Work required:
Copy all lines holding the word "chevrons" from the entries.

Data:
◇ ◇ ◇ ◇

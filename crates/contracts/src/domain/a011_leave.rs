use chrono::NaiveDate;
use serde::{Deserialize, Serialize};

use crate::domain::common::EntityId;
use crate::enums::LeaveStatus;

/// Leave request submitted by a guard
#[derive(Debug, Clone, PartialEq, Eq, Serialize, Deserialize)]
pub struct Leave {
    pub id: EntityId,
    pub guard_id: EntityId,
    pub leave_type: String,
    pub from_date: NaiveDate,
    pub to_date: NaiveDate,
    #[serde(default)]
    pub reason: Option<String>,
    pub status: LeaveStatus,
    #[serde(default)]
    pub guard_name: Option<String>,
}

impl Leave {
    /// Inclusive number of days covered by the request
    pub fn days(&self) -> i64 {
        (self.to_date - self.from_date).num_days() + 1
    }
}

#[cfg(test)]
mod tests {
    use super::*;

    #[test]
    fn test_days_are_inclusive() {
        let leave = Leave {
            id: 1,
            guard_id: 2,
            leave_type: "annual".to_string(),
            from_date: NaiveDate::from_ymd_opt(2024, 3, 1).unwrap(),
            to_date: NaiveDate::from_ymd_opt(2024, 3, 3).unwrap(),
            reason: None,
            status: LeaveStatus::Pending,
            guard_name: None,
        };
        assert_eq!(leave.days(), 3);
    }
}
use leptos::prelude::*;

/// Inline feather-style icon by name; unknown names render a neutral circle
pub fn icon(name: &str) -> AnyView {
    match name {
        "shield" => view! {
            <svg width="20" height="20" viewBox="0 0 24 24" fill="none" stroke="currentColor" stroke-width="2" stroke-linecap="round" stroke-linejoin="round" aria-hidden="true">
                <path d="M12 22s8-4 8-10V5l-8-3-8 3v7c0 6 8 10 8 10z"/>
            </svg>
        }.into_any(),
        "calendar" => view! {
            <svg width="20" height="20" viewBox="0 0 24 24" fill="none" stroke="currentColor" stroke-width="2" stroke-linecap="round" stroke-linejoin="round" aria-hidden="true">
                <rect x="3" y="4" width="18" height="18" rx="2" ry="2"/>
                <line x1="16" y1="2" x2="16" y2="6"/>
                <line x1="8" y1="2" x2="8" y2="6"/>
                <line x1="3" y1="10" x2="21" y2="10"/>
            </svg>
        }.into_any(),
        "building" => view! {
            <svg width="20" height="20" viewBox="0 0 24 24" fill="none" stroke="currentColor" stroke-width="2" stroke-linecap="round" stroke-linejoin="round" aria-hidden="true">
                <rect x="4" y="2" width="16" height="20" rx="2" ry="2"/>
                <path d="M9 22v-4h6v4"/>
                <path d="M8 6h.01M16 6h.01M12 6h.01M12 10h.01M12 14h.01M16 10h.01M16 14h.01M8 10h.01M8 14h.01"/>
            </svg>
        }.into_any(),
        "wallet" => view! {
            <svg width="20" height="20" viewBox="0 0 24 24" fill="none" stroke="currentColor" stroke-width="2" stroke-linecap="round" stroke-linejoin="round" aria-hidden="true">
                <path d="M20 12V8H6a2 2 0 0 1-2-2c0-1.1.9-2 2-2h12v4"/>
                <path d="M4 6v12c0 1.1.9 2 2 2h14v-4"/>
                <path d="M18 12a2 2 0 0 0 0 4h4v-4z"/>
            </svg>
        }.into_any(),
        "alert-triangle" => view! {
            <svg width="20" height="20" viewBox="0 0 24 24" fill="none" stroke="currentColor" stroke-width="2" stroke-linecap="round" stroke-linejoin="round" aria-hidden="true">
                <path d="M10.29 3.86L1.82 18a2 2 0 0 0 1.71 3h16.94a2 2 0 0 0 1.71-3L13.71 3.86a2 2 0 0 0-3.42 0z"/>
                <line x1="12" y1="9" x2="12" y2="13"/>
                <line x1="12" y1="17" x2="12.01" y2="17"/>
            </svg>
        }.into_any(),
        "users" => view! {
            <svg width="20" height="20" viewBox="0 0 24 24" fill="none" stroke="currentColor" stroke-width="2" stroke-linecap="round" stroke-linejoin="round" aria-hidden="true">
                <path d="M20 21v-2a4 4 0 0 0-4-4H8a4 4 0 0 0-4 4v2"/>
                <circle cx="12" cy="7" r="4"/>
            </svg>
        }.into_any(),
        "menu" => view! {
            <svg width="20" height="20" viewBox="0 0 24 24" fill="none" stroke="currentColor" stroke-width="2" stroke-linecap="round" stroke-linejoin="round" aria-hidden="true">
                <line x1="3" y1="6" x2="21" y2="6"/>
                <line x1="3" y1="12" x2="21" y2="12"/>
                <line x1="3" y1="18" x2="21" y2="18"/>
            </svg>
        }.into_any(),
        "log-out" => view! {
            <svg width="20" height="20" viewBox="0 0 24 24" fill="none" stroke="currentColor" stroke-width="2" stroke-linecap="round" stroke-linejoin="round" aria-hidden="true">
                <path d="M9 21H5a2 2 0 0 1-2-2V5a2 2 0 0 1 2-2h4"/>
                <polyline points="16 17 21 12 16 7"/>
                <line x1="21" y1="12" x2="9" y2="12"/>
            </svg>
        }.into_any(),
        "refresh" => view! {
            <svg width="16" height="16" viewBox="0 0 24 24" fill="none" stroke="currentColor" stroke-width="2" stroke-linecap="round" stroke-linejoin="round" aria-hidden="true">
                <polyline points="23 4 23 10 17 10"/>
                <path d="M20.49 15a9 9 0 1 1-2.12-9.36L23 10"/>
            </svg>
        }.into_any(),
        "plus" => view! {
            <svg width="16" height="16" viewBox="0 0 24 24" fill="none" stroke="currentColor" stroke-width="2" stroke-linecap="round" stroke-linejoin="round" aria-hidden="true">
                <line x1="12" y1="5" x2="12" y2="19"/>
                <line x1="5" y1="12" x2="19" y2="12"/>
            </svg>
        }.into_any(),
        "x" => view! {
            <svg width="16" height="16" viewBox="0 0 24 24" fill="none" stroke="currentColor" stroke-width="2" stroke-linecap="round" stroke-linejoin="round" aria-hidden="true">
                <line x1="18" y1="6" x2="6" y2="18"/>
                <line x1="6" y1="6" x2="18" y2="18"/>
            </svg>
        }.into_any(),
        "chevron-left" => view! {
            <svg width="16" height="16" viewBox="0 0 24 24" fill="none" stroke="currentColor" stroke-width="2" stroke-linecap="round" stroke-linejoin="round" aria-hidden="true">
                <polyline points="15 18 9 12 15 6"/>
            </svg>
        }.into_any(),
        "chevron-right" => view! {
            <svg width="16" height="16" viewBox="0 0 24 24" fill="none" stroke="currentColor" stroke-width="2" stroke-linecap="round" stroke-linejoin="round" aria-hidden="true">
                <polyline points="9 18 15 12 9 6"/>
            </svg>
        }.into_any(),
        "chevrons-left" => view! {
            <svg width="16" height="16" viewBox="0 0 24 24" fill="none" stroke="currentColor" stroke-width="2" stroke-linecap="round" stroke-linejoin="round" aria-hidden="true">
                <polyline points="11 17 6 12 11 7"/>
                <polyline points="18 17 13 12 18 7"/>
            </svg>
        }.into_any(),
        "chevrons-right" => view! {
            <svg width="16" height="16" viewBox="0 0 24 24" fill="none" stroke="currentColor" stroke-width="2" stroke-linecap="round" stroke-linejoin="round" aria-hidden="true">
                <polyline points="13 17 18 12 13 7"/>
                <polyline points="6 17 11 12 6 7"/>
            </svg>
        }.into_any(),
        "chevron-down" => view! {
            <svg width="16" height="16" viewBox="0 0 24 24" fill="none" stroke="currentColor" stroke-width="2" stroke-linecap="round" stroke-linejoin="round" aria-hidden="true">
                <polyline points="6 9 12 15 18 9"/>
            </svg>
        }.into_any(),
        _ => view! {
            <svg width="20" height="20" viewBox="0 0 24 24" fill="none" stroke="currentColor" stroke-width="2" stroke-linecap="round" stroke-linejoin="round" aria-hidden="true">
                <circle cx="12" cy="12" r="10"/>
            </svg>
        }.into_any(),
    }
}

◇ ◇ ◇ ◇

Result of the exercise:
        "chevrons-left" => view! {
        "chevrons-right" => view! {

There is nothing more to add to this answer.